I am realising that VC is like basketball – invented in the US, done in Europe, and very well in a few countries, but to participate at the highest levels, you have to go to the US.
This would appear to be the strategy behind German energy company E.On becoming a limited partner in Westly Group, a successful Californian clean-tech VC firm. E.On is an attractive partner to US technology companies for the simple reason that it has tens of millions of cus-tomers in the EU.
Those European investors that have a smaller European footprint cannot offer this, so struggle to get US deals. This leaves them looking exclusively at European investment opportunities, which is harder work for the simple reason that European innovators are typically less VC-ready than their US counterparts. In my experience, European entrepreneurs do not understand how VC works. They often just do not get it. This matters because Europe will not recover from its era of low or no growth without a stronger venture culture.
What is the best European VC response to US exclusion? If you cannot beat them, copy them. In February, Yellow&Blue exited from Entelios, a German demand response company, when it was bought by Enernoc, one of the US pioneers in demand response whose US venture investors exited via a successful Nasdaq quotation in 2007. Demand response, which involves switching some customers’ electricity off so that other customers can use it at peak times, thereby reducing the need for more expensive back-up power, is a new industry pioneered in the US 10 years ago by Enernoc and others. The business model was copied successfully by Entelios, which was then acquired Enernoc.
It sounds like a perfectly executed business plan. Yellow&Blue, Entelios’s VC backer, was no doubt happy that US VC investors were not involved, so that they did not have to share the returns.

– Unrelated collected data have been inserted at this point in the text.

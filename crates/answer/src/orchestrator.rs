use anyhow::{Context, Result};
use async_trait::async_trait;
use futures::stream::{self, StreamExt};
use serde::{Deserialize, Serialize};
use std::path::Path;
use std::sync::Arc;

use extract::JsonCheckpoint;
use query::{AnswerOutcome, Retriever};

use crate::provenance::ProvenanceLog;

pub const ERROR_MARKER: &str = "[Error]";

/// Anything that can answer one query with provenance.
#[async_trait]
pub trait QueryAnswerer: Send + Sync {
    async fn answer(&self, query: &str, top_k1: usize, top_k2: usize) -> Result<AnswerOutcome>;
}

#[async_trait]
impl QueryAnswerer for Retriever {
    async fn answer(&self, query: &str, top_k1: usize, top_k2: usize) -> Result<AnswerOutcome> {
        Ok(Retriever::answer(self, query, top_k1, top_k2).await?)
    }
}

#[derive(Debug, Clone, PartialEq, Serialize, Deserialize)]
pub struct QueryResult {
    pub query: String,
    pub answer: String,
    pub time: f64,
    pub context_token_count: Option<usize>,
}

impl QueryResult {
    pub fn failed(query: &str, message: &str) -> Self {
        Self {
            query: query.to_string(),
            answer: format!("{} {}", ERROR_MARKER, message),
            time: 0.0,
            context_token_count: None,
        }
    }

    pub fn is_error(&self) -> bool {
        self.answer.starts_with(ERROR_MARKER)
    }
}

#[derive(Debug, Clone)]
pub struct OrchestratorConfig {
    pub workers: usize,
    pub top_k1: usize,
    pub top_k2: usize,
    /// Write the partial results after this many completed queries.
    pub checkpoint_every: usize,
}

impl Default for OrchestratorConfig {
    fn default() -> Self {
        Self {
            workers: 30,
            top_k1: 30,
            top_k2: 5,
            checkpoint_every: 10,
        }
    }
}

#[derive(Deserialize)]
struct QueryItem {
    query: String,
}

/// Queries from a JSON array of objects with a `query` field. Other fields
/// are ignored.
pub async fn load_queries(path: &Path) -> Result<Vec<String>> {
    let content = tokio::fs::read_to_string(path)
        .await
        .context(format!("Failed to read queries: {:?}", path))?;
    let items: Vec<QueryItem> = serde_json::from_str(&content)
        .context(format!("Failed to parse queries: {:?}", path))?;
    Ok(items.into_iter().map(|item| item.query).collect())
}

/// `result.json` checkpoints to `result_temp.json` next to it.
pub fn temp_output_path(output: &Path) -> std::path::PathBuf {
    let stem = output
        .file_stem()
        .map(|s| s.to_string_lossy().into_owned())
        .unwrap_or_else(|| "result".to_string());
    output.with_file_name(format!("{}_temp.json", stem))
}

pub struct Orchestrator {
    answerer: Arc<dyn QueryAnswerer>,
    config: OrchestratorConfig,
}

impl Orchestrator {
    pub fn new(answerer: Arc<dyn QueryAnswerer>, config: OrchestratorConfig) -> Self {
        Self { answerer, config }
    }

    /// Answer every query concurrently. A failing query becomes an error
    /// record at its own index; it never stops the others. Results come back
    /// in input order.
    pub async fn run(
        &self,
        queries: &[String],
        checkpoint: &JsonCheckpoint,
        log: &ProvenanceLog,
    ) -> Result<Vec<QueryResult>> {
        let mut slots: Vec<Option<QueryResult>> = vec![None; queries.len()];
        let every = self.config.checkpoint_every.max(1);
        let mut completed = 0;
        let mut failed = 0;

        tracing::info!(
            queries = queries.len(),
            workers = self.config.workers,
            top_k1 = self.config.top_k1,
            top_k2 = self.config.top_k2,
            "Answering queries"
        );

        let mut results = stream::iter(
            queries
                .iter()
                .enumerate()
                .map(|(idx, query)| async move { (idx, self.answer_one(query, log).await) }),
        )
        .buffer_unordered(self.config.workers.max(1));

        while let Some((idx, result)) = results.next().await {
            if result.is_error() {
                failed += 1;
            }
            slots[idx] = Some(result);
            completed += 1;

            if completed % every == 0 {
                checkpoint.write(&slots).await?;
                tracing::debug!(completed, total = queries.len(), "Checkpointed answers");
            }
        }

        tracing::info!(completed, failed, "Finished answering");

        let results: Vec<QueryResult> = slots.into_iter().flatten().collect();
        if results.len() != queries.len() {
            anyhow::bail!("{} of {} queries produced no result", queries.len() - results.len(), queries.len());
        }
        Ok(results)
    }

    /// A lost provenance line is logged; the answer itself is kept.
    async fn answer_one(&self, query: &str, log: &ProvenanceLog) -> QueryResult {
        match self.answerer.answer(query, self.config.top_k1, self.config.top_k2).await {
            Ok(outcome) => {
                if let Err(e) = log.record(query, &outcome.chunk_ids, &outcome.sentence_chunk_ids).await {
                    tracing::warn!(query, error = %format!("{:#}", e), "Failed to record provenance");
                }
                QueryResult {
                    query: query.to_string(),
                    answer: outcome.answer,
                    time: outcome.elapsed_seconds,
                    context_token_count: Some(outcome.context_token_count),
                }
            }
            Err(e) => {
                tracing::warn!(query, error = %format!("{:#}", e), "Query failed");
                QueryResult::failed(query, &format!("{:#}", e))
            }
        }
    }
}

I cannot think of a US company returning the compliment by importing an EU-invented clean-tech industry – let me know if you
can – but I can think of North American companies innovating in response to new European regulations. This is not the same
thing, but it is interesting.
In 2011, the EU’s Plant Protection Products Regulation made 74% of commercial pesticides illegal. Up popped companies like Vestaron and New Leaf, two US companies in the portfolio of the Vancouver-based investor Pangaea. Vestaron’s biopesticides are derived from spider venom. New Leaf’s are derived from naturally occurring bacteria called pink-pigmented facultative methylotrophs. Both companies are aiming to take the dirty pesticides out of Europe’s food. The regulations were made in Europe. The wealth will be created in the US.